Other voice actors include Fumiko Orikasa as Asuna's mother, voiced by Shelley Calene-Black in the English dub, Junko Takeuchi as Asuna's pet cat Mimi (みみ), Rina Hidaka as Manna (まんな), voiced by Emily Neves in the English dub, Tamio Ohki as the Amaurot village elder, voiced by Sam Roman in the English dub, and Sumi Shimamoto as Lisa (リサ), voiced by Shannon Emerick in the English dub.

Development
Shinkai spent 2008 in London, after the completion of 5 Centimeters per Second. He returned to Japan in 2009 to start work on his next project.
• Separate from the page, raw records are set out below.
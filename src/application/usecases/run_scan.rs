use std::time::Duration;

use crate::application::{AppError, AppResult, Clock, Notifier, TimerStore};
use crate::domain::{AuditEntry, AuditKind, ExpiryNotice};

#[derive(Clone, Copy, Debug, Default, PartialEq, Eq)]
pub struct ScanReport {
    pub due: usize,
    pub delivered: usize,
    pub failed: usize,
    /// Cancelled or superseded between snapshot and delivery.
    pub skipped: usize,
}

/// One pass over the outbox: deliver everything due, keep failures for the
/// next pass.
pub struct RunScanUseCase<'a> {
    pub store: &'a TimerStore,
    pub notifier: &'a dyn Notifier,
    pub clock: &'a dyn Clock,
    pub delivery_timeout: Duration,
}

impl<'a> RunScanUseCase<'a> {
    pub async fn execute(&self) -> AppResult<ScanReport> {
        let now = self.clock.now();
        let outbox = self.store.outbox();
        let due = outbox.due(now)?;
        let mut report = ScanReport {
            due: due.len(),
            ..ScanReport::default()
        };

        for snapshot in due {
            let key = snapshot.key();
            // same lock deactivate/activate take: re-read under it so a
            // concurrent cancel or supersede is never delivered
            let _guard = self.store.locks().lock(&key).await;

            let Some(pending) = outbox.get(&key)? else {
                report.skipped += 1;
                continue;
            };
            if pending.id != snapshot.id || !pending.is_due(now) {
                report.skipped += 1;
                continue;
            }

            let notice = ExpiryNotice::for_pending(&pending, now);
            let result = match tokio::time::timeout(self.delivery_timeout, self.notifier.notify(&notice)).await {
                Ok(r) => r,
                Err(_) => Err(AppError::Notifier(format!(
                    "delivery timed out after {:?}",
                    self.delivery_timeout
                ))),
            };

            match result {
                Ok(()) => {
                    outbox.settle(&key, pending.id)?;
                    report.delivered += 1;
                    self.store
                        .record(
                            AuditEntry::new(AuditKind::NotificationSent, pending.user_id, now)
                                .action(&pending.action_name),
                        )
                        .await;
                }
                Err(e) => {
                    report.failed += 1;
                    tracing::warn!(key = %key, error = %e, "notification delivery failed, will retry");
                    self.store
                        .record(
                            AuditEntry::new(AuditKind::NotificationFailed, pending.user_id, now)
                                .action(&pending.action_name)
                                .detail(e.to_string()),
                        )
                        .await;
                }
            }
        }

        Ok(report)
    }
}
He released two concept drawings for this film in December 2009 and noted that most of his works in the past decade were stories about characters who have to part ways with those they hold dear, but he wanted to take that theme further and wanted to deal more specifically on how to overcome that loss.

In November 2010 he revealed critical information about Children Who Chase Lost Voices from Deep Below such as the title, plot summary, release date, and a teaser trailer. As with his previous films, Shinkai is the director and screenplay writer. Takayo Nishimura designed the characters and oversaw the animation process. Takumi Tanji directed the art, and musical composer Tenmon collaborated with Shinkai again.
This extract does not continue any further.